PROBLEM REQUIREMENTS>
Beginning with the line that holds "codec packs bytes" in the data below, give again every line through the one that holds "symbols traced by", exactly as written.

===== DATA EXTRACTS

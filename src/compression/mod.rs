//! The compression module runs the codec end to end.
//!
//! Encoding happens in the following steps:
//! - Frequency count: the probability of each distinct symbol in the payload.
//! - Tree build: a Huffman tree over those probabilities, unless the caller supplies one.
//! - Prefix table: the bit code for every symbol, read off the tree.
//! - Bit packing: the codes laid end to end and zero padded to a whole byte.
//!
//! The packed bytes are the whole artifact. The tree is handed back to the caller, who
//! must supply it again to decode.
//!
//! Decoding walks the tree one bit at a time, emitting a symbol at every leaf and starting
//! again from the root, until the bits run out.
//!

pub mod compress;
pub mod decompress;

==========
===== DATA EXTRACTS

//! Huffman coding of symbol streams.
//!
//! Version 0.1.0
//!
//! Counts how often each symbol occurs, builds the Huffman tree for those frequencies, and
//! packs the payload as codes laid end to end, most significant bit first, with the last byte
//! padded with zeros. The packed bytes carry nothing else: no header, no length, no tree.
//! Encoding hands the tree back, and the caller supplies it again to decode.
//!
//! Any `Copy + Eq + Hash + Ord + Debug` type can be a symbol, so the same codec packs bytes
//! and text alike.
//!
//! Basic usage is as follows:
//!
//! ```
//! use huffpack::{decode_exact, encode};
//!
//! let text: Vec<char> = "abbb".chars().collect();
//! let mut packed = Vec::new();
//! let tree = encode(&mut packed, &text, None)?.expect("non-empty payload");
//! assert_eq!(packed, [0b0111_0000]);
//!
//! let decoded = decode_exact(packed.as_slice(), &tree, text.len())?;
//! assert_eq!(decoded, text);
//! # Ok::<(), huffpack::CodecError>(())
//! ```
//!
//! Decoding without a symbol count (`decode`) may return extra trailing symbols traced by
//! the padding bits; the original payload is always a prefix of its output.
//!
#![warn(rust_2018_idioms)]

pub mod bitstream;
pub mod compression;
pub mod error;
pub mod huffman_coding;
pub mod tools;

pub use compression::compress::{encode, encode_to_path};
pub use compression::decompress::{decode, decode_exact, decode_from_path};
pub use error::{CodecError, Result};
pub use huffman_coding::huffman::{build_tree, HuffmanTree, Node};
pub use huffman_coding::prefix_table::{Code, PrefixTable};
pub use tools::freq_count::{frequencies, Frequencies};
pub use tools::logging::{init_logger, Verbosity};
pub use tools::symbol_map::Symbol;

==========

EXERCISE SOLUTION>
//! Any `Copy + Eq + Hash + Ord + Debug` type can be a symbol, so the same codec packs bytes
//! and text alike.
//!
//! Basic usage is as follows:
//!
//! ```
//! use huffpack::{decode_exact, encode};
//!
//! let text: Vec<char> = "abbb".chars().collect();
//! let mut packed = Vec::new();
//! let tree = encode(&mut packed, &text, None)?.expect("non-empty payload");
//! assert_eq!(packed, [0b0111_0000]);
//!
//! let decoded = decode_exact(packed.as_slice(), &tree, text.len())?;
//! assert_eq!(decoded, text);
//! # Ok::<(), huffpack::CodecError>(())
//! ```
//!
//! Decoding without a symbol count (`decode`) may return extra trailing symbols traced by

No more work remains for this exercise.